Un patient est d’abord dépendant par rapport à la consommation des médicaments suite à un bouleversement du fonctionnement de certains circuits de son cerveau. Les neurones du plaisir deviennent sensibles à la prise des médicaments. En cas d’arrêt du produit ou lorsque la dose journalière est réduite, il ressent un mal-être, une sensation de vide, voire de dépression qui pousse à renouveler la prise afin de sentir le soulagement. Ce comportement est favorable aux récidives, même longtemps après le sevrage, lorsque son souvenir du médicament et de ses effets est réactivé. Les causes possibles de cette dépendance aux médicaments sont les suivantes :

  • le patient est vulnérable sur le plan génétique. Dans sa famille, il a des antécédents familiaux qui sont déjà victimes de ce trouble, par exemple, une personne souffrant d’une addiction au jeu, au drogue….
  • sa pathologie psychiatrique favorise le développement de la pharmacodépendance suite à la prise des antalgiques et des somnifères.
  • le patient vit dans un milieu stressant qui le pousse à oublier son mal-être dans la consommation des médicaments.
  • un travail sans relâche, des horaires irréguliers, la quête de la performance ou du surpassement de soi pourrait aussi amener à la prise régulière des médicaments.

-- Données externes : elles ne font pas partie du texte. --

#[cfg(test)]
#[allow(clippy::unwrap_used)]
mod tests {
    use super::*;
    use crate::bus::NotificationBus;
    use crate::catalog::{Combo, InMemoryCatalog, InMemoryLoyaltyLedger};
    use crate::holds::HoldPolicy;
    use crate::orders::InMemoryOrderRepository;
    use crate::payment_gateway::MockPaymentGateway;
    use crate::pricing::{DiscountRule, LoyaltyPolicy, Promotion, PromotionScope};
    use marquee_core::types::{ComboId, Money};
    use marquee_testing::{cinema_layout, ManualClock};

    struct Fixture {
        coordinator: OrderCoordinator,
        showtime: ShowtimeId,
        combo: ComboId,
        loyalty: Arc<InMemoryLoyaltyLedger>,
    }

    async fn fixture() -> Fixture {
        let showtime = ShowtimeId::new();
        let catalog = Arc::new(InMemoryCatalog::new());
        catalog.put_layout(cinema_layout(showtime, 2, 5)).await;
        let combo = ComboId::new();
        catalog
            .put_combo(Combo {
                combo_id: combo,
                name: "Popcorn".to_string(),
                price: Money::new(50_000),
            })
            .await;
        catalog
            .put_promotion(Promotion {
                code: "TENOFF".to_string(),
                scope: PromotionScope::TotalBill,
                rule: DiscountRule::Percentage {
                    percent: 10,
                    max_discount: Some(Money::new(15_000)),
                },
                min_order_amount: Money::ZERO,
                active: true,
                starts_at: None,
                ends_at: None,
            })
            .await;
        let loyalty = Arc::new(InMemoryLoyaltyLedger::new());
        let clock: Arc<dyn Clock> = Arc::new(ManualClock::default());
        let holds = Arc::new(HoldManager::new(
            catalog.clone(),
            NotificationBus::default(),
            Arc::clone(&clock),
            HoldPolicy::default(),
        ));

        let env = CoordinatorEnvironment {
            holds,
            orders: Arc::new(InMemoryOrderRepository::new()),
            gateway: Arc::new(MockPaymentGateway::default()),
            seats: catalog.clone(),
            combos: catalog.clone(),
            promotions: catalog,
            loyalty: loyalty.clone(),
            finalizer: Arc::new(LedgerFinalizer::new(loyalty.clone())),
            clock,
        };
        Fixture {
            coordinator: OrderCoordinator::new(
                env,
                PricingEngine::new(LoyaltyPolicy::default()),
                CoordinatorConfig::default(),
            ),
            showtime,
            combo,
            loyalty,
        }
    }

    fn seats(labels: &[&str]) -> Vec<SeatId> {
        labels.iter().map(|label| SeatId::parse(label).unwrap()).collect()
    }

    fn callback(order_id: OrderId, result_code: &str) -> GatewayCallback {
        GatewayCallback {
            order_ref: order_id.to_string(),
            result_code: result_code.to_string(),
            message: String::new(),
            transaction_ref: None,
            signature: None,
        }
    }

    fn order_request(user_id: UserId, showtime_id: ShowtimeId) -> CreateOrderRequest {
        CreateOrderRequest {
            user_id,
            showtime_id,
            seat_ids: None,
            combos: None,
            promotion_code: None,
            loyalty_points: None,
        }
    }

    #[tokio::test]
    async fn preview_applies_capped_promotion() {
        let f = fixture().await;
        let breakdown = f
            .coordinator
            .preview(&PreviewRequest {
                showtime_id: f.showtime,
                seat_ids: seats(&["A1", "A2"]),
                promotion_code: Some("tenoff".to_string()),
                ..PreviewRequest::default()
            })
            .await
            .unwrap();

        assert_eq!(breakdown.ticket_subtotal, Money::new(200_000));
        assert_eq!(breakdown.discount, Money::new(15_000));
        assert_eq!(breakdown.total, Money::new(185_000));
    }

    #[tokio::test]
    async fn preview_rejects_unknown_combo_and_code() {
        let f = fixture().await;
        let unknown_combo = f
            .coordinator
            .preview(&PreviewRequest {
                showtime_id: f.showtime,
                seat_ids: seats(&["A1"]),
                combos: vec![ComboLine { combo_id: ComboId::new(), quantity: 1 }],
                ..PreviewRequest::default()
            })
            .await
            .unwrap_err();
        assert!(matches!(unknown_combo, OrderError::UnknownCombo(_)));

        let unknown_code = f
            .coordinator
            .preview(&PreviewRequest {
                showtime_id: f.showtime,
                seat_ids: seats(&["A1"]),
                promotion_code: Some("NOPE".to_string()),
                ..PreviewRequest::default()
            })
            .await
            .unwrap_err();
        assert!(matches!(unknown_code, OrderError::Pricing(PricingError::PromotionInvalid { .. })));
    }

    #[tokio::test]
    async fn order_freezes_session_combos_and_awaits_gateway() {
        let f = fixture().await;
        let user = UserId::new();
        let holds = f.coordinator.holds();
        holds.claim_seats(user, f.showtime, seats(&["A1", "A2"])).await.unwrap();
        holds
            .select_combos(user, f.showtime, vec![ComboLine { combo_id: f.combo, quantity: 2 }])
            .await
            .unwrap();

        let order = f.coordinator.create_order(order_request(user, f.showtime)).await.unwrap();

        assert_eq!(order.status, OrderStatus::AwaitingGateway);
        assert_eq!(order.breakdown.food_subtotal, Money::new(100_000));
        assert_eq!(order.total(), Money::new(300_000));
        assert!(order.redirect_url.is_some());
        assert!(order.external_ref.as_deref().unwrap().starts_with("mock_txn_"));
    }

    #[tokio::test]
    async fn second_order_for_same_session_is_in_progress() {
        let f = fixture().await;
        let user = UserId::new();
        f.coordinator.holds().claim_seats(user, f.showtime, seats(&["A1"])).await.unwrap();

        let first = f.coordinator.create_order(order_request(user, f.showtime)).await.unwrap();
        let err = f.coordinator.create_order(order_request(user, f.showtime)).await.unwrap_err();

        assert_eq!(err, OrderError::OrderInProgress { order_id: first.order_id });
    }

    #[tokio::test]
    async fn mismatched_seats_are_rejected() {
        let f = fixture().await;
        let user = UserId::new();
        f.coordinator.holds().claim_seats(user, f.showtime, seats(&["A1", "A2"])).await.unwrap();

        let mut request = order_request(user, f.showtime);
        request.seat_ids = Some(seats(&["A1"]));
        assert!(matches!(
            f.coordinator.create_order(request).await,
            Err(OrderError::SeatsMismatch { .. })
        ));
    }

    #[tokio::test]
    async fn success_callback_confirms_and_redeems_points() {
        let f = fixture().await;
        let user = UserId::new();
        f.loyalty.set_balance(user, 100).await;
        f.coordinator.holds().claim_seats(user, f.showtime, seats(&["A1", "A2"])).await.unwrap();

        let mut request = order_request(user, f.showtime);
        request.loyalty_points = Some(20);
        let order = f.coordinator.create_order(request).await.unwrap();
        assert_eq!(order.breakdown.loyalty_discount, Money::new(20_000));

        let outcome = f
            .coordinator
            .handle_gateway_callback(&callback(order.order_id, "0"))
            .await
            .unwrap();

        assert!(!outcome.duplicate);
        assert_eq!(outcome.order.status, OrderStatus::Confirmed);
        assert_eq!(outcome.order.tickets.len(), 2);
        assert_eq!(f.loyalty.balance(user).await.unwrap(), 80);
        assert!(f.coordinator.holds().session(user, f.showtime).await.is_none());
    }

    #[tokio::test]
    async fn callback_resolves_by_external_reference() {
        let f = fixture().await;
        let user = UserId::new();
        f.coordinator.holds().claim_seats(user, f.showtime, seats(&["B1"])).await.unwrap();
        let order = f.coordinator.create_order(order_request(user, f.showtime)).await.unwrap();

        let mut by_ref = callback(order.order_id, "24");
        by_ref.order_ref = order.external_ref.clone().unwrap();
        by_ref.message = "Cancelled by customer".to_string();
        let outcome = f.coordinator.handle_gateway_callback(&by_ref).await.unwrap();

        assert_eq!(outcome.order.status, OrderStatus::Failed);
        assert_eq!(outcome.order.failure_reason.as_deref(), Some("Cancelled by customer"));
        assert!(f.coordinator.holds().session(user, f.showtime).await.is_none());
    }

    #[tokio::test]
    async fn unknown_order_reference_is_not_found() {
        let f = fixture().await;
        let err = f
            .coordinator
            .handle_gateway_callback(&callback(OrderId::new(), "0"))
            .await
            .unwrap_err();
        assert!(matches!(err, OrderError::NotFound(_)));
    }
}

Cette addiction pourrait nuire à la conduite automobile, à l’aptitude au travail, à une tendance à l’isolement, à un risque de mortalité si la dose avalée dépasse largement la dose autorisée. A cela s’ajoutent les risques d’AVC, d’hypertension artérielle, d’infarctus de myocarde, d’hépatite… et l’agressivité. Les traitements consistent à respecter les doses prescrites et à proposer une prise en charge pertinente. Autrement dit, le médecin doit identifier et traiter la cause de l’insomnie ou du stress au lieu de prescrire automatiquement les hypnotiques et autres médicaments soulageant seulement le trouble pendant un temps limité. Le sevrage nécessite l’accompagnement d’un médecin.